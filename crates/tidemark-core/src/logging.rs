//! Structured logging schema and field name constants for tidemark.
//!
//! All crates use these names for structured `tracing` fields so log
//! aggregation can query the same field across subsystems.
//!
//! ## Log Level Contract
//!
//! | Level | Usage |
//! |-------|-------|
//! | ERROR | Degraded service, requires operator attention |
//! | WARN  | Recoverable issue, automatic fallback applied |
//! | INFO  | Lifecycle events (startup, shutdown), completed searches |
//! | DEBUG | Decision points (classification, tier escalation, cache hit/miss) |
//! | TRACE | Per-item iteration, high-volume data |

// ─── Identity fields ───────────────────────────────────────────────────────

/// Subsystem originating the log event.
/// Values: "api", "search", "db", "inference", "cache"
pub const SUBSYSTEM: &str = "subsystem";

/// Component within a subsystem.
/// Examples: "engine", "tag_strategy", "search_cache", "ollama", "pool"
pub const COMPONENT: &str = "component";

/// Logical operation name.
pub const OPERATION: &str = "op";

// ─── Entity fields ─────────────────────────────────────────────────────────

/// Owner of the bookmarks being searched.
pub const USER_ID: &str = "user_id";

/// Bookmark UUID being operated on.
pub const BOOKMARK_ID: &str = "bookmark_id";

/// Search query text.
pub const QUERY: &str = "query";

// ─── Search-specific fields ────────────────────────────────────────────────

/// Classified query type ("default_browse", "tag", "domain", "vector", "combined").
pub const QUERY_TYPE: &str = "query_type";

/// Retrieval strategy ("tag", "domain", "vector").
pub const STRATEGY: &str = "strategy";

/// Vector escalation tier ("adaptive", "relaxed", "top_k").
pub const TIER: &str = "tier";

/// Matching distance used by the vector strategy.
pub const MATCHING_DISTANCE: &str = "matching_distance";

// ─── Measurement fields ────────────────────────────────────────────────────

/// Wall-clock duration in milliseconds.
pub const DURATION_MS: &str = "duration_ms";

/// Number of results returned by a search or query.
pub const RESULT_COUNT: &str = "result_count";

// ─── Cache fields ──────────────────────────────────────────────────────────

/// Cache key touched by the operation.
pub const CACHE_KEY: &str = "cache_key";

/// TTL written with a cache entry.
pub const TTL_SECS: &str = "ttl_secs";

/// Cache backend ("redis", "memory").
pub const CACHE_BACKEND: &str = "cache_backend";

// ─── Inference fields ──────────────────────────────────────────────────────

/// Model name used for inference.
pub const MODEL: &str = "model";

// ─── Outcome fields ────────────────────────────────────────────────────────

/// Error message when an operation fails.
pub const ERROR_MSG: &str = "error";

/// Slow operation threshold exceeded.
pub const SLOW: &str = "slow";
......
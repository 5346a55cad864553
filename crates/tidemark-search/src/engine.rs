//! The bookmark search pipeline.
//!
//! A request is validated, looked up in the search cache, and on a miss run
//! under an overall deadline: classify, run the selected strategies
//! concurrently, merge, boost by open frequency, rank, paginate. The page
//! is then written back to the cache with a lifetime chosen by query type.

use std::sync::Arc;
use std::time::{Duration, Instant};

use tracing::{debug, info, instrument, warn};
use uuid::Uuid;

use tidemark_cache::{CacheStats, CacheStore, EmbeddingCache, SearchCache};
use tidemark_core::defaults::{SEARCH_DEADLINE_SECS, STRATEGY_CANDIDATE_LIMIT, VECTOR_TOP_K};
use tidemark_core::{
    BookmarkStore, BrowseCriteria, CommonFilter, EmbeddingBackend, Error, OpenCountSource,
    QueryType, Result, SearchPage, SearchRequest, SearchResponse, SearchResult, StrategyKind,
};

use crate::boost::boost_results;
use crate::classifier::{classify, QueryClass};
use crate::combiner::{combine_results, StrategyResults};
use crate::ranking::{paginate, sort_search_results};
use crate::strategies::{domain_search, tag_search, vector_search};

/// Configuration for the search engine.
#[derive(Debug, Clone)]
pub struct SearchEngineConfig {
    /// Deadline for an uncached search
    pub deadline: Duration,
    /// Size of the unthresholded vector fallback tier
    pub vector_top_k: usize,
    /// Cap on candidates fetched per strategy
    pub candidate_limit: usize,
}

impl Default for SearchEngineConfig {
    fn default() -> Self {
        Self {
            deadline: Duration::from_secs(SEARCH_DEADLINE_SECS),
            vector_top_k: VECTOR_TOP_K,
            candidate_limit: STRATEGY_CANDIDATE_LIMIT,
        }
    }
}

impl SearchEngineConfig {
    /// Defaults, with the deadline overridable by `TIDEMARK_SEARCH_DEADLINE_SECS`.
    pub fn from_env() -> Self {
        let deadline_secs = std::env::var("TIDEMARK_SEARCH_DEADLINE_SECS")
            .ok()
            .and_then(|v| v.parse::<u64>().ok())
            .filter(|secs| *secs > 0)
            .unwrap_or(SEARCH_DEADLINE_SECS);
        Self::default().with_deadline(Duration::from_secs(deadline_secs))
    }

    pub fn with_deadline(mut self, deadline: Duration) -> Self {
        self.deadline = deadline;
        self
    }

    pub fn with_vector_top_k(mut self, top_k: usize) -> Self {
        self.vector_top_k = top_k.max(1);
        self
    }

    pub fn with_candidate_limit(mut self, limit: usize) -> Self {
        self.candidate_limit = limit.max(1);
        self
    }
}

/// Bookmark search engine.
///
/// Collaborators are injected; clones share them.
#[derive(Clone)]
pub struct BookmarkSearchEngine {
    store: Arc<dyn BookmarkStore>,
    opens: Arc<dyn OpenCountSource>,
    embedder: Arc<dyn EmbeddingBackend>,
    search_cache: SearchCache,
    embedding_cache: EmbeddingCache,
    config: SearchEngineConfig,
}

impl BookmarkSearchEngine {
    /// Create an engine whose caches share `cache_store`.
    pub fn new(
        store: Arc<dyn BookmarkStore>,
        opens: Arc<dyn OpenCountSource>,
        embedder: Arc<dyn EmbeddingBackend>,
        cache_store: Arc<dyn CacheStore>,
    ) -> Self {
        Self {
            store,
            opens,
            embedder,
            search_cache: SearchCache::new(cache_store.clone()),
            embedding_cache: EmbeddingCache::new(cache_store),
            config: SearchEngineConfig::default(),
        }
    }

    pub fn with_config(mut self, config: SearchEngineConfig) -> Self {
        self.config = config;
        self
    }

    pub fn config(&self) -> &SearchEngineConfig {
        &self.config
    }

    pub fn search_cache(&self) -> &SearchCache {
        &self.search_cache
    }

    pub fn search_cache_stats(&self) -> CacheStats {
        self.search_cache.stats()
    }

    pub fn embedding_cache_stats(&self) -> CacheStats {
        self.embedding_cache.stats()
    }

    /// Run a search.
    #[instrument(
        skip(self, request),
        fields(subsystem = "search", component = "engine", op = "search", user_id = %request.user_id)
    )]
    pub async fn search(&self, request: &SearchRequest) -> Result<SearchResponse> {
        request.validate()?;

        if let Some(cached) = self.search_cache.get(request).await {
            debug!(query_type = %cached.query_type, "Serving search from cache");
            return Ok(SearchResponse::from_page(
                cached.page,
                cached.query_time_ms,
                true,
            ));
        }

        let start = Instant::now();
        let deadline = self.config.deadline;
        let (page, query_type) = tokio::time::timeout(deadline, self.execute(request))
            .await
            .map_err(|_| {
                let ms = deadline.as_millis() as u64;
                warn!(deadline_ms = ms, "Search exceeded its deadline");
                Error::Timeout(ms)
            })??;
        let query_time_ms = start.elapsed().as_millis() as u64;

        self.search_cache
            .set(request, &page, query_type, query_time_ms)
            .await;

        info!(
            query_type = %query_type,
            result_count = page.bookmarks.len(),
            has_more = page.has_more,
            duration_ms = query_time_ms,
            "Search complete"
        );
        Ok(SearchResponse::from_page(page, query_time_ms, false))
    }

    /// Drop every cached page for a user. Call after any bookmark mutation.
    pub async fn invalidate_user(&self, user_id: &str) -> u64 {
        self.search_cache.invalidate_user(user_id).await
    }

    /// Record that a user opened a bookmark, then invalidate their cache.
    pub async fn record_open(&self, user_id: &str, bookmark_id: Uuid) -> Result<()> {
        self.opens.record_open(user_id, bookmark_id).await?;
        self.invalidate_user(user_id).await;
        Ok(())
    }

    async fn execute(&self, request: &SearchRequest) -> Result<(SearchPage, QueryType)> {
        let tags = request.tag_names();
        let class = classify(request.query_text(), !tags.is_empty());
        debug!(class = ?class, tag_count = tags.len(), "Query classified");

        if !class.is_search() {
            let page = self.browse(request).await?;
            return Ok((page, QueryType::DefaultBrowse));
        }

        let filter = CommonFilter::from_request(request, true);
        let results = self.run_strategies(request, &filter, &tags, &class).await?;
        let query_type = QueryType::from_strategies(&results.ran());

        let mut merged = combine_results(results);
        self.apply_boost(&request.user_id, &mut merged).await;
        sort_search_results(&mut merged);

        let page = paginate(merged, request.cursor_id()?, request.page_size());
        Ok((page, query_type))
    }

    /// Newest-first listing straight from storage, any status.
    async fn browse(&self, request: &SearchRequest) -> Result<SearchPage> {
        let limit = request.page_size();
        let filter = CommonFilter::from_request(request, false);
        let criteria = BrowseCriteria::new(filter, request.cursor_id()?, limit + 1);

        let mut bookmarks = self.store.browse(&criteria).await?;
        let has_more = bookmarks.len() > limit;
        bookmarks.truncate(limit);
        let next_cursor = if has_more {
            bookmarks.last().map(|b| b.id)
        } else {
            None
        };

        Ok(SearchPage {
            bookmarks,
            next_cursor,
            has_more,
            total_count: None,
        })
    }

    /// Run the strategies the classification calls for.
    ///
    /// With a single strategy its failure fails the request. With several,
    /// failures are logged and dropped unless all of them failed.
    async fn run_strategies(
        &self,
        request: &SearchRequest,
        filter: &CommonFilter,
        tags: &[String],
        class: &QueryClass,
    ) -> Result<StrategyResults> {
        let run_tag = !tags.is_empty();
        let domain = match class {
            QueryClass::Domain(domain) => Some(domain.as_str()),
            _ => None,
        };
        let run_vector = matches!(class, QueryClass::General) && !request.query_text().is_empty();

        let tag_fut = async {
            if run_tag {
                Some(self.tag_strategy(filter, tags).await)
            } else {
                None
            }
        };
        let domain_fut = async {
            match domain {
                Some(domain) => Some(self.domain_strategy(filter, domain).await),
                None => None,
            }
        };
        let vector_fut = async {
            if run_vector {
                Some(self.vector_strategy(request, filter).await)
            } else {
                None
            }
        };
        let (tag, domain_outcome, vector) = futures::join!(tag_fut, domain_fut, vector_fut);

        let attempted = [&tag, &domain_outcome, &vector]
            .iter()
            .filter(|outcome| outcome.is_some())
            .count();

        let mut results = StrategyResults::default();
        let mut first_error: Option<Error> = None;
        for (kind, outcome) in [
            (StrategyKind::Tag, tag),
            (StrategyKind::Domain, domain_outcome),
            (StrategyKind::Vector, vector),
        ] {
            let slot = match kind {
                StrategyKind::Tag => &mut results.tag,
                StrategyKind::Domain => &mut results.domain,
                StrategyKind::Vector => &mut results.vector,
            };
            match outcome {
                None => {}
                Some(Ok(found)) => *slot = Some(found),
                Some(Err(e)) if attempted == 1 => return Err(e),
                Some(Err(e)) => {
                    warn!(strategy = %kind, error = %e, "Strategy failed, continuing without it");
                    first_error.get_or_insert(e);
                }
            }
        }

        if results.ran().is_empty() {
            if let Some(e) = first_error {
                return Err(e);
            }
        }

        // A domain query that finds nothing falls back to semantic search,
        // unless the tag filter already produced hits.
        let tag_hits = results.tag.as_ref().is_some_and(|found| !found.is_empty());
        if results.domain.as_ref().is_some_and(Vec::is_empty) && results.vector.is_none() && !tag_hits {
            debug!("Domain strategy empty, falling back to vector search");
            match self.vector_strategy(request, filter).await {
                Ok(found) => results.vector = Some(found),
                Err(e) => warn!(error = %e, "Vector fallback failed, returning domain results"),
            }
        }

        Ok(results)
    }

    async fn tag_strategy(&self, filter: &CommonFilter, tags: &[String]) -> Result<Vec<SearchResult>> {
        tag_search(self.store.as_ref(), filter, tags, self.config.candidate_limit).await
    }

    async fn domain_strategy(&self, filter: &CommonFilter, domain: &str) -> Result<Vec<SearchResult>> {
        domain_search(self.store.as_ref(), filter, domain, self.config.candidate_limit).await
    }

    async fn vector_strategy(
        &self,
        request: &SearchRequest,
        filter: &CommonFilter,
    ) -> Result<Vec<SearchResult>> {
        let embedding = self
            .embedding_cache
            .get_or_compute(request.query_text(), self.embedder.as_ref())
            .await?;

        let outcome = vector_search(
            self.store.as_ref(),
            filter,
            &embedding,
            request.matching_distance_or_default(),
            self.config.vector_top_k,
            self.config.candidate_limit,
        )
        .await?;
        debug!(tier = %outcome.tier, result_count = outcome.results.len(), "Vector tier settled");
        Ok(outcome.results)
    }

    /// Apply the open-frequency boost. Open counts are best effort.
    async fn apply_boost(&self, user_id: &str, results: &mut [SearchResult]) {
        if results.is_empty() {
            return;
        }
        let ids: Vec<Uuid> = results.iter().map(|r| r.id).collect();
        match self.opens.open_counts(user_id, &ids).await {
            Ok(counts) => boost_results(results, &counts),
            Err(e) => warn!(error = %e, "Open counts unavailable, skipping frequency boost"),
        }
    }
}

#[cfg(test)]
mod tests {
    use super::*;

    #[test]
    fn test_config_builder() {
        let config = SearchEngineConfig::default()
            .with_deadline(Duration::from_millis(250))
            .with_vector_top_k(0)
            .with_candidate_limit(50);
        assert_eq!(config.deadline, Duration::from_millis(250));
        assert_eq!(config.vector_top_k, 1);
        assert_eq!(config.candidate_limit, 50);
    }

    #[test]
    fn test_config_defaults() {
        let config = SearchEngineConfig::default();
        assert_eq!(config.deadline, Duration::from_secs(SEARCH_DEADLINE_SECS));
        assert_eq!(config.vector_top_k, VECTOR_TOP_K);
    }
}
......
Problem to work on
State the number of lines holding the word "unless" in the listing. Add nothing else.

Final answer
2